**Exercise instructions**: Count the lines in the entries that contain the string "assetId". State nothing but the number.

**Source records**:
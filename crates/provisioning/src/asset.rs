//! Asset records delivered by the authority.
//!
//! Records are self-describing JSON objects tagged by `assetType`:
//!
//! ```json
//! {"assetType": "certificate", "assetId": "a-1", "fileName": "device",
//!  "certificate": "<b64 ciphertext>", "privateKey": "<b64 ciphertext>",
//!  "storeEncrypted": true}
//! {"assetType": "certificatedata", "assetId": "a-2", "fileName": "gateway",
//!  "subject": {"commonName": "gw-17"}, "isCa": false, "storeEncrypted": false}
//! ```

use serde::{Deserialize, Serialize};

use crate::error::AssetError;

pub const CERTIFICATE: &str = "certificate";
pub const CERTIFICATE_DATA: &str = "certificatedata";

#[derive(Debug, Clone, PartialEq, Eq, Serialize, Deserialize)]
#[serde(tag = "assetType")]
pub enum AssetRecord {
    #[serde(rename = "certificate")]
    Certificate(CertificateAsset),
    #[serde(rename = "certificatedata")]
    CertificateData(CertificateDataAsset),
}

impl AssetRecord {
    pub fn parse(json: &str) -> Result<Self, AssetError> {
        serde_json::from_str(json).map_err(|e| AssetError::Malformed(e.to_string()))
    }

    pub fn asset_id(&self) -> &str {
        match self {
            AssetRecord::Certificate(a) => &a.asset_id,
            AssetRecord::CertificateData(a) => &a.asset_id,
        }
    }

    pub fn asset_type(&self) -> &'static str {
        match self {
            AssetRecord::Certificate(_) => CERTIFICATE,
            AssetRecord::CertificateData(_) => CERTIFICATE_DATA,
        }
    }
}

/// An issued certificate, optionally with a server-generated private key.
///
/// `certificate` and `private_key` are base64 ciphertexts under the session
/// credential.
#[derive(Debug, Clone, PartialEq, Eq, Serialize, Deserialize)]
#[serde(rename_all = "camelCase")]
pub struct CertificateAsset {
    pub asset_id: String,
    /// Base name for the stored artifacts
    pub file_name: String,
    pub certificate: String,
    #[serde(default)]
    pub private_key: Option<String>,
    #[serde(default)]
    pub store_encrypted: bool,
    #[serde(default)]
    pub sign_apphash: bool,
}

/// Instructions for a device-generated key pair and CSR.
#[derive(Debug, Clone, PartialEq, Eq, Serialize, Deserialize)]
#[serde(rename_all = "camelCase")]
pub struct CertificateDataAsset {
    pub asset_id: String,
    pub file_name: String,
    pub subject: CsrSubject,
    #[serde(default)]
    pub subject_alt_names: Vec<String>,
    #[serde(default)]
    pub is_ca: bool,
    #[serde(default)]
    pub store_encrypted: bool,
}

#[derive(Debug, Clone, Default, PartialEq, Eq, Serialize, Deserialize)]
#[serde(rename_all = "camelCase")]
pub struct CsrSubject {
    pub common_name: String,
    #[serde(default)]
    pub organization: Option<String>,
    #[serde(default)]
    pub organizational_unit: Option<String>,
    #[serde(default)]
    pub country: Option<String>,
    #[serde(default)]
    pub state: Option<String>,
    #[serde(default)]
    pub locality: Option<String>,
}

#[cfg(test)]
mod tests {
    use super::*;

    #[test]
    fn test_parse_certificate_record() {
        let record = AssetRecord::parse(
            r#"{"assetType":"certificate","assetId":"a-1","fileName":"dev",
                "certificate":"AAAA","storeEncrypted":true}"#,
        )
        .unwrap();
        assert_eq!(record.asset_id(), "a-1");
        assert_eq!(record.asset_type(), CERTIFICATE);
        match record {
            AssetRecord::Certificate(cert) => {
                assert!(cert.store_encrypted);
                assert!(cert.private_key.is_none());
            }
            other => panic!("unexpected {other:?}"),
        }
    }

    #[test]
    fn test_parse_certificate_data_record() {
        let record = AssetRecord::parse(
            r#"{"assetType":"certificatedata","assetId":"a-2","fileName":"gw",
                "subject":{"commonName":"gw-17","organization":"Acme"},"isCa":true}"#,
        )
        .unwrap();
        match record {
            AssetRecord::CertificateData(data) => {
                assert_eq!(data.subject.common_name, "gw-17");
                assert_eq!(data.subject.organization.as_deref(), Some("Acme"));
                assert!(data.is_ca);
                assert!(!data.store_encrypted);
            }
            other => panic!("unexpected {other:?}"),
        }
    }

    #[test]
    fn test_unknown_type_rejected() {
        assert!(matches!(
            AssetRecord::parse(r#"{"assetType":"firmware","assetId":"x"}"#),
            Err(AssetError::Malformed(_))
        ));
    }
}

==

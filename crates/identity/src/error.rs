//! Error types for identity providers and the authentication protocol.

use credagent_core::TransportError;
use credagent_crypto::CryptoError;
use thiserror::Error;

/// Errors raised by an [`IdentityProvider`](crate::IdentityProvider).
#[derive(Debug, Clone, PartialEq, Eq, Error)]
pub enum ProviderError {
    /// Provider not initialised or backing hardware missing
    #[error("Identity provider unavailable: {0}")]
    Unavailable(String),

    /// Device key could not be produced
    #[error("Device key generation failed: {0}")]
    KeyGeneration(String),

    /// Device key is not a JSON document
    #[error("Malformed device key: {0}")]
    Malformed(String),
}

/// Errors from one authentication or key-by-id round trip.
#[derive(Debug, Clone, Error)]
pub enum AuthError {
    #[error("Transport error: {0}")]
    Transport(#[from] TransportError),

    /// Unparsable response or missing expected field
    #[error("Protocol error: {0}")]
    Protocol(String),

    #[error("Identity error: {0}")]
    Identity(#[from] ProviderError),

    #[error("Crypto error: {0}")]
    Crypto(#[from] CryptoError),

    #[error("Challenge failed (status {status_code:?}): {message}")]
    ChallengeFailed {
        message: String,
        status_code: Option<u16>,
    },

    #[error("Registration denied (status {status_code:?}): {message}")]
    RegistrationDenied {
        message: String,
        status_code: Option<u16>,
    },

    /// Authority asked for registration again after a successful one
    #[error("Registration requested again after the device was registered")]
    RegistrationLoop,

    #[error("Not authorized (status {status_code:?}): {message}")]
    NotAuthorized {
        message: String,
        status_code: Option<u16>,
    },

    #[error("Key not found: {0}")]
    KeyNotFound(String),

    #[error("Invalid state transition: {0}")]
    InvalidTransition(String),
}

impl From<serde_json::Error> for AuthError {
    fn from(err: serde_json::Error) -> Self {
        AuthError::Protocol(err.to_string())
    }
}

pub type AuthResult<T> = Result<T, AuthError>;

**Written response**: 5